◆ DATA FOR THIS EXERCISE ◆
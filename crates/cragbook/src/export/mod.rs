//! History export and console formatting.
//!
//! - `ExportFormat` with TSV and JSON renderers for display climbs
//! - Colored console output for history, stats and grade tables

mod console;
mod history;

pub use console::*;
pub use history::*;
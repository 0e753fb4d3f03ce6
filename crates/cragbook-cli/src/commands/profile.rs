//! Profile command for viewing and editing the climber profile.

use std::path::Path;
use std::str::FromStr;

use anyhow::{Context, Result};
use cragbook::{BoulderSystem, Category, GradingSystem, Profile, ProfileUpdate, RopeSystem};

use crate::cli::ProfileAction;
use crate::cli_utils;

pub fn run(data_dir: &Path, action: Option<ProfileAction>) -> Result<()> {
    let mut logbook = cli_utils::open_logbook(data_dir)?;

    match action.unwrap_or(ProfileAction::Show) {
        ProfileAction::Show => print_profile(logbook.profile()),
        ProfileAction::SetGrades { boulder, rope } => {
            let boulder = boulder
                .as_deref()
                .map(|name| parse_system::<BoulderSystem>(Category::Boulder, name))
                .transpose()?;
            let rope = rope
                .as_deref()
                .map(|name| parse_system::<RopeSystem>(Category::Rope, name))
                .transpose()?;
            let prefs = logbook.set_grade_preferences(boulder, rope)?;
            println!(
                "Grades shown in {} (boulder) and {} (rope)",
                prefs.boulder.name(),
                prefs.rope.name()
            );
        }
        ProfileAction::Set {
            name,
            gender,
            birthday,
            avatar_url,
            gym,
        } => {
            let birthday = birthday
                .as_deref()
                .map(cli_utils::parse_date)
                .transpose()?;
            let profile = logbook.update_profile(ProfileUpdate {
                display_name: name,
                gender,
                birthday,
                avatar_url,
                home_gym: gym,
                ..ProfileUpdate::default()
            })?;
            print_profile(profile);
        }
        ProfileAction::ToggleGym { name } => {
            if logbook.toggle_saved_gym(&name)? {
                println!("Saved gym: {}", name);
            } else {
                println!("Removed gym: {}", name);
            }
        }
    }
    Ok(())
}

/// Parse a system name, naming the valid choices on failure.
fn parse_system<T: FromStr>(category: Category, name: &str) -> Result<T> {
    let choices: Vec<&str> = category.systems().iter().map(GradingSystem::name).collect();
    T::from_str(name.trim()).ok().with_context(|| {
        format!(
            "Unknown {} system {:?} (expected one of: {})",
            category,
            name,
            choices.join(", ")
        )
    })
}

fn print_profile(profile: &Profile) {
    let or_dash = |value: Option<&str>| value.unwrap_or("-").to_string();
    println!(
        "Name:        {}",
        if profile.is_setup_complete() {
            profile.display_name.as_str()
        } else {
            "(not set)"
        }
    );
    if !profile.gender.is_empty() {
        println!("Gender:      {}", profile.gender);
    }
    println!(
        "Birthday:    {}",
        or_dash(profile.birthday.map(|d| d.to_string()).as_deref())
    );
    println!("Home gym:    {}", or_dash(profile.home_gym.as_deref()));
    println!(
        "Saved gyms:  {}",
        if profile.saved_gyms.is_empty() {
            "-".to_string()
        } else {
            profile.saved_gyms.join(", ")
        }
    );
    println!("Boulder:     {}", profile.grades.boulder.name());
    println!("Rope:        {}", profile.grades.rope.name());
    if let Some(url) = &profile.avatar_url {
        println!("Avatar:      {}", url);
    }
}
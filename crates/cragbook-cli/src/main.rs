mod cli;
mod cli_utils;
mod commands;
mod config;

use std::path::PathBuf;

use anyhow::Result;
use clap::Parser;
use cli::{Args, Command};
use config::CliConfig;
use tracing_subscriber::EnvFilter;

fn main() -> Result<()> {
    let args = Args::parse();

    // Initialize logging (warn unless RUST_LOG says otherwise)
    let env_filter = EnvFilter::try_from_default_env()
        .unwrap_or_else(|_| EnvFilter::new("cragbook_cli=warn,cragbook=warn"));
    tracing_subscriber::fmt()
        .with_env_filter(env_filter)
        .with_writer(std::io::stderr)
        .init();

    let data_dir = || -> Result<PathBuf> {
        CliConfig::load()?.resolve_data_dir(args.data_dir.as_deref())
    };

    match args.command {
        Some(Command::Convert {
            grade,
            category,
            to,
            json,
        }) => commands::convert::run(&grade, category.into(), &to, json),
        Some(Command::Scales { category }) => commands::scales::run(category.map(Into::into)),
        Some(Command::Log {
            name,
            grade,
            climb_type,
            gym,
            status,
            date,
            time,
            duration,
            image_url,
        }) => commands::log::run(
            &data_dir()?,
            commands::log::LogArgs {
                name,
                grade,
                climb_type: climb_type.into(),
                gym,
                status: status.into(),
                date,
                time,
                duration,
                image_url,
            },
        ),
        Some(Command::History { limit, json }) => commands::history::run(&data_dir()?, limit, json),
        Some(Command::Delete { id }) => commands::delete::run(&data_dir()?, &id),
        Some(Command::Stats { json }) => commands::stats::run(&data_dir()?, json),
        Some(Command::Profile { action }) => commands::profile::run(&data_dir()?, action),
        Some(Command::Export { output, format }) => {
            commands::export::run(&data_dir()?, output.as_deref(), format.into())
        }
        None => commands::dashboard::run(&data_dir()?),
    }
}
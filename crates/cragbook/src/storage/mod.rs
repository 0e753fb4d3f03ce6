//! Storage port for the climb log.
//!
//! - `Storage` - trait the `Logbook` persists through
//! - `MemoryStore` - in-process store (tests, dry runs)
//! - `JsonFileStore` - JSON files in a data directory

mod json_file;
mod memory;

pub use json_file::*;
pub use memory::*;

use crate::climb::{Climb, NewClimb};
use crate::error::Result;
use crate::profile::Profile;

/// Persistence for the profile and the climb list.
pub trait Storage {
    fn load_profile(&self) -> Result<Profile>;

    fn save_profile(&mut self, profile: &Profile) -> Result<()>;

    /// All climbs, newest first.
    fn load_climbs(&self) -> Result<Vec<Climb>>;

    /// Store a new climb and return it with its assigned id.
    fn insert_climb(&mut self, climb: NewClimb) -> Result<Climb>;

    /// Remove a climb. Fails with `Error::ClimbNotFound` for unknown ids.
    fn delete_climb(&mut self, id: &str) -> Result<()>;
}

/// Sort stored (oldest-inserted first) climbs newest first.
///
/// Climbs on the same date keep reverse insertion order.
pub fn newest_first(mut climbs: Vec<Climb>) -> Vec<Climb> {
    climbs.reverse();
    climbs.sort_by(|a, b| b.date.cmp(&a.date));
    climbs
}

/// Next free id of the form `c000042`.
///
/// Ids whose number cannot be incremented are treated like foreign ids.
pub fn next_climb_id(existing: &[Climb]) -> String {
    let next = existing
        .iter()
        .filter_map(|c| c.id.strip_prefix('c')?.parse::<u64>().ok()?.checked_add(1))
        .max()
        .unwrap_or(1);
    format!("c{:06}", next)
}
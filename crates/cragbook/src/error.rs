use thiserror::Error;

use crate::grade::{Category, GradingSystem};

#[derive(Debug, Error)]
pub enum Error {
    #[error("Unknown {category} grading system: {name}")]
    UnknownSystem { category: Category, name: String },

    #[error("Scale for {system} has {actual} grades, expected {expected}")]
    ScaleLength {
        system: GradingSystem,
        expected: usize,
        actual: usize,
    },

    #[error("Scale for {0} is defined more than once")]
    DuplicateSystem(GradingSystem),

    #[error("No scale defined for {0}")]
    MissingScale(GradingSystem),

    #[error("Grade label {label:?} appears in both {first} and {second}")]
    DuplicateLabel {
        label: String,
        first: GradingSystem,
        second: GradingSystem,
    },

    #[error("Climb not found: {0}")]
    ClimbNotFound(String),

    #[error("IO error: {0}")]
    Io(#[from] std::io::Error),

    #[error("JSON error: {0}")]
    Json(#[from] serde_json::Error),
}

pub type Result<T> = std::result::Result<T, Error>;
//! Climber profile.
//!
//! - `Profile`, `ProfileUpdate` - profile fields and partial updates
//! - `GradePreferences` - preferred boulder and rope grading systems

mod preferences;
mod user;

pub use preferences::*;
pub use user::*;
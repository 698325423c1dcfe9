//! Documentation of a school review forum.
//!
//! Students list the schools they attend or attended, write pro/con/general posts about them,
//! comment and vote. Everything is stored in a single SQLite file.
//!
//!
//!
//! # General Infrastructure
//! - One binary serving both the JSON API under `/api` and the page view models
//! - SQLite holds identities, sessions and every forum table
//! - Row access is decided by [`policy`] for an explicit [`policy::Caller`] on every write
//! - Page routes are guarded, anonymous visitors are redirected to `/auth`
//!
//!
//!
//! # Sessions
//!
//! - Sign up / sign in returns an opaque token, also set as an `HttpOnly` cookie
//! - Only the sha256 of a token is stored, expired rows are purged hourly
//! - `Authorization: Bearer <token>` takes precedence over the cookie
//! - The service key (Docker secret `SCHOOLBOARD_SERVICE_KEY`) acts as the privileged role
//!
//!
//!
//! # Notes
//!
//! ## Profiles
//! Signing up creates the identity first. The profile is provisioned right after the identity
//! commits, so a provisioning failure never loses the account. Sign in provisions again for any
//! identity still missing one.
//!
//! ## Counts
//! Vote tallies, comment counts and per-type post counts are never stored. Views fetch the
//! rows and count them, which is plenty at forum scale.
//!
//!
//!
//! # Setup
//!
//! View current docs.
//! ```sh
//! cargo doc --open
//! ```
//!
//! Apply the schema without serving.
//! ```sh
//! cargo run -- migrate --database schoolboard.db
//! ```
//!
//! Serve.
//! ```sh
//! RUST_LOG=info cargo run -- --port 1111
//! ```

use std::{sync::Arc, time::Duration};

use axum::{
    Router,
    http::{
        HeaderValue, Method,
        header::{AUTHORIZATION, CONTENT_TYPE},
    },
    middleware,
    routing::{delete, get, patch, post},
};
use signal::{
    ctrl_c,
    unix::{SignalKind, signal},
};
use tokio::{net::TcpListener, signal, time::interval};
use tower_http::{cors::CorsLayer, trace::TraceLayer};
use tracing::{error, info};
use tracing_subscriber::{EnvFilter, fmt};

pub mod auth;
pub mod config;
pub mod database;
pub mod error;
pub mod models;
pub mod policy;
pub mod routes;
pub mod session;
pub mod state;
pub mod triggers;
pub mod utils;
pub mod validation;
pub mod views;

use config::Config;
use database::Database;
use error::AppError;
use routes::{api, auth as auth_routes, pages};
use state::AppState;

const SESSION_PURGE_INTERVAL: Duration = Duration::from_secs(60 * 60);

pub async fn start_server(config: Config) -> Result<(), AppError> {
    fmt().with_env_filter(EnvFilter::from_default_env()).init();

    info!("Initializing state...");
    let state = AppState::new(config)?;

    tokio::spawn(purge_sessions(state.clone()));

    info!("Starting server...");

    let app = app(state.clone())?;

    let address = format!("0.0.0.0:{}", state.config.port);
    info!("Binding to {address}");

    let listener = TcpListener::bind(&address)
        .await
        .map_err(|e| AppError::InternalError(Box::new(e)))?;
    info!("Server running on {address}");

    axum::serve(listener, app)
        .with_graceful_shutdown(shutdown_signal())
        .await
        .map_err(|e| AppError::InternalError(Box::new(e)))?;

    info!("Server shut down");

    Ok(())
}

/// Applies the schema to the configured database and exits.
pub fn migrate(config: &Config) -> Result<(), AppError> {
    fmt().with_env_filter(EnvFilter::from_default_env()).init();

    Database::open(&config.database_path)?;
    info!("Schema up to date at {}", config.database_path.display());

    Ok(())
}

pub fn app(state: Arc<AppState>) -> Result<Router, AppError> {
    let origin: HeaderValue = state
        .config
        .cors_origin
        .parse()
        .map_err(|_| AppError::Config(format!("invalid CORS_ORIGIN '{}'", state.config.cors_origin)))?;

    let cors = CorsLayer::new()
        .allow_origin(origin)
        .allow_credentials(true)
        .allow_methods([
            Method::GET,
            Method::POST,
            Method::PUT,
            Method::PATCH,
            Method::DELETE,
            Method::OPTIONS,
        ])
        .allow_headers([CONTENT_TYPE, AUTHORIZATION])
        .max_age(Duration::from_secs(60 * 60));

    let guarded = Router::new()
        .route("/", get(pages::home_handler))
        .route("/profile", get(pages::own_profile_handler))
        .route("/profile/{id}", get(pages::profile_handler))
        .route("/create-post", get(pages::create_post_handler))
        .route("/school/{id}", get(pages::school_handler))
        .fallback(pages::not_found_handler)
        .layer(middleware::from_fn_with_state(
            state.clone(),
            session::require_session,
        ));

    Ok(Router::new()
        .route("/auth", get(pages::auth_page_handler))
        .nest("/api", api_routes())
        .merge(guarded)
        .layer(TraceLayer::new_for_http())
        .layer(cors)
        .with_state(state))
}

fn api_routes() -> Router<Arc<AppState>> {
    Router::new()
        .route("/auth/signup", post(auth_routes::sign_up_handler))
        .route("/auth/signin", post(auth_routes::sign_in_handler))
        .route("/auth/signout", post(auth_routes::sign_out_handler))
        .route("/auth/session", get(auth_routes::session_handler))
        .route("/auth/user", delete(auth_routes::delete_account_handler))
        .route(
            "/schools",
            get(api::list_schools_handler).post(api::create_school_handler),
        )
        .route(
            "/schools/{id}",
            get(api::get_school_handler)
                .patch(api::update_school_handler)
                .delete(api::delete_school_handler),
        )
        .route("/profiles", post(api::create_profile_handler))
        .route(
            "/profiles/{id}",
            get(api::get_profile_handler).patch(api::update_profile_handler),
        )
        .route("/profiles/{id}/schools", get(api::profile_schools_handler))
        .route("/user-schools", post(api::create_user_school_handler))
        .route(
            "/user-schools/{id}",
            patch(api::update_user_school_handler)
                .delete(api::delete_user_school_handler),
        )
        .route(
            "/posts",
            get(api::list_posts_handler).post(api::create_post_handler),
        )
        .route(
            "/posts/{id}",
            get(api::get_post_handler)
                .patch(api::update_post_handler)
                .delete(api::delete_post_handler),
        )
        .route(
            "/posts/{id}/comments",
            get(api::list_comments_handler).post(api::create_comment_handler),
        )
        .route(
            "/comments/{id}",
            patch(api::update_comment_handler).delete(api::delete_comment_handler),
        )
        .route(
            "/posts/{id}/votes",
            get(api::list_votes_handler)
                .post(api::create_vote_handler)
                .put(api::cast_vote_handler)
                .delete(api::retract_vote_handler),
        )
        .route(
            "/votes/{id}",
            patch(api::update_vote_handler).delete(api::delete_vote_handler),
        )
        .fallback(api::not_found_handler)
}

async fn purge_sessions(state: Arc<AppState>) {
    let mut ticker = interval(SESSION_PURGE_INTERVAL);

    loop {
        ticker.tick().await;

        match auth::purge_expired_sessions(&state.db) {
            Ok(0) => {}
            Ok(purged) => info!("Purged {purged} expired sessions"),
            Err(e) => error!("Session purge failed: {e}"),
        }
    }
}

async fn shutdown_signal() {
    let ctrl_c = async {
        if let Err(e) = ctrl_c().await {
            error!("Failed to install Ctrl+C handler: {e}");
            std::future::pending::<()>().await;
        }

        info!("Received Ctrl+C, shutting down");
    };

    #[cfg(unix)]
    let terminate = async {
        match signal(SignalKind::terminate()) {
            Ok(mut stream) => {
                stream.recv().await;
            }
            Err(e) => {
                error!("Failed to install signal handler: {e}");
                std::future::pending::<()>().await;
            }
        }

        info!("Received terminate signal, shutting down");
    };

    #[cfg(not(unix))]
    let terminate = std::future::pending::<()>();

    tokio::select! {
        _ = ctrl_c => {},
        _ = terminate => {},
    }
}
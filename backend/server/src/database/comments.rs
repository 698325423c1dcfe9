use rusqlite::{Connection, params};

use super::{authorize_existing, select_in};
use crate::{
    error::AppError,
    models::{Comment, new_id, now},
    policy::{Action, Caller, Table, authorize},
};

pub struct NewComment {
    pub post_id: String,
    pub user_id: String,
    pub content: String,
}

/// Oldest first, the order a thread is read in.
pub fn list_for_post(conn: &Connection, post_id: &str) -> Result<Vec<Comment>, AppError> {
    list_for_posts(conn, &[post_id.to_string()])
}

pub fn list_for_posts(conn: &Connection, post_ids: &[String]) -> Result<Vec<Comment>, AppError> {
    select_in(
        conn,
        Comment::COLUMNS,
        "comments",
        "post_id",
        post_ids,
        "created_at, rowid",
        Comment::from_row,
    )
}

pub fn get(conn: &Connection, id: &str) -> Result<Comment, AppError> {
    let sql = format!("SELECT {} FROM comments WHERE id = ?1", Comment::COLUMNS);

    Ok(conn.query_row(&sql, [id], Comment::from_row)?)
}

pub fn insert(conn: &Connection, caller: &Caller, new: NewComment) -> Result<Comment, AppError> {
    authorize(caller, Table::Comments, Action::Insert, Some(&new.user_id))?;

    let id = new_id();
    let created_at = now();
    conn.execute(
        "INSERT INTO comments (id, post_id, user_id, content, created_at, updated_at)
         VALUES (?1, ?2, ?3, ?4, ?5, ?5)",
        params![id, new.post_id, new.user_id, new.content, created_at],
    )?;

    get(conn, &id)
}

pub fn update(
    conn: &Connection,
    caller: &Caller,
    id: &str,
    content: &str,
) -> Result<Comment, AppError> {
    authorize_existing(conn, caller, Table::Comments, Action::Update, id)?;

    conn.execute("UPDATE comments SET content = ?2 WHERE id = ?1", params![id, content])?;

    get(conn, id)
}

pub fn delete(conn: &Connection, caller: &Caller, id: &str) -> Result<(), AppError> {
    authorize_existing(conn, caller, Table::Comments, Action::Delete, id)?;

    conn.execute("DELETE FROM comments WHERE id = ?1", [id])?;

    Ok(())
}
use std::sync::Arc;

use axum::{
    Json,
    extract::State,
    http::{HeaderMap, StatusCode, header::SET_COOKIE},
    response::{IntoResponse, Response},
};
use serde_json::json;

use crate::{
    auth::{self, Credentials, Session, SignUp},
    database::profiles,
    error::AppError,
    policy::Caller,
    session::{clear_session_cookie, presented_token, session_cookie},
    state::AppState,
};

fn with_cookie(
    state: &AppState,
    status: StatusCode,
    session: Session,
) -> Result<Response, AppError> {
    let cookie = session_cookie(&session.token, state.config.session_ttl_hours * 3600)?;

    Ok((status, [(SET_COOKIE, cookie)], Json(session)).into_response())
}

pub async fn sign_up_handler(
    State(state): State<Arc<AppState>>,
    Json(payload): Json<SignUp>,
) -> Result<impl IntoResponse, AppError> {
    let session = auth::sign_up(&state.db, &state.config, payload)?;

    with_cookie(&state, StatusCode::CREATED, session)
}

pub async fn sign_in_handler(
    State(state): State<Arc<AppState>>,
    Json(payload): Json<Credentials>,
) -> Result<impl IntoResponse, AppError> {
    let session = auth::sign_in(&state.db, &state.config, payload)?;

    with_cookie(&state, StatusCode::OK, session)
}

pub async fn sign_out_handler(
    State(state): State<Arc<AppState>>,
    headers: HeaderMap,
) -> Result<impl IntoResponse, AppError> {
    if let Some(token) = presented_token(&headers) {
        auth::sign_out(&state.db, &token)?;
    }

    Ok((StatusCode::NO_CONTENT, [clear_session_cookie()]))
}

pub async fn session_handler(
    State(state): State<Arc<AppState>>,
    caller: Caller,
) -> Result<impl IntoResponse, AppError> {
    match &caller {
        Caller::Anonymous => Err(AppError::Unauthenticated),
        Caller::Service => Ok(Json(json!({ "role": "service" }))),
        Caller::User(id) => {
            let profile = state.db.with_conn(|conn| profiles::find(conn, id))?;

            Ok(Json(json!({ "role": "user", "user_id": id, "profile": profile })))
        }
    }
}

pub async fn delete_account_handler(
    State(state): State<Arc<AppState>>,
    caller: Caller,
) -> Result<impl IntoResponse, AppError> {
    auth::delete_account(&state.db, &caller)?;

    Ok((StatusCode::NO_CONTENT, [clear_session_cookie()]))
}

◆ DIRECTIONS ◆
Your answer should be the lines above from the one containing "use crate::error::Result;" through the one containing "#[derive(Debug, Error)]", copied exactly and with both ends kept.

◆ RESPONSE FOR THIS EXERCISE ◆
use crate::error::Result;
use crate::profile::Profile;

/// Persistence for the profile and the climb list.
pub trait Storage {
    fn load_profile(&self) -> Result<Profile>;

    fn save_profile(&mut self, profile: &Profile) -> Result<()>;

    /// All climbs, newest first.
    fn load_climbs(&self) -> Result<Vec<Climb>>;

    /// Store a new climb and return it with its assigned id.
    fn insert_climb(&mut self, climb: NewClimb) -> Result<Climb>;

    /// Remove a climb. Fails with `Error::ClimbNotFound` for unknown ids.
    fn delete_climb(&mut self, id: &str) -> Result<()>;
}

/// Sort stored (oldest-inserted first) climbs newest first.
///
/// Climbs on the same date keep reverse insertion order.
pub fn newest_first(mut climbs: Vec<Climb>) -> Vec<Climb> {
    climbs.reverse();
    climbs.sort_by(|a, b| b.date.cmp(&a.date));
    climbs
}

/// Next free id of the form `c000042`.
///
/// Ids whose number cannot be incremented are treated like foreign ids.
pub fn next_climb_id(existing: &[Climb]) -> String {
    let next = existing
        .iter()
        .filter_map(|c| c.id.strip_prefix('c')?.parse::<u64>().ok()?.checked_add(1))
        .max()
        .unwrap_or(1);
    format!("c{:06}", next)
}
filename crates/cragbook/src/error.rs
use thiserror::Error;

use crate::grade::{Category, GradingSystem};

#[derive(Debug, Error)]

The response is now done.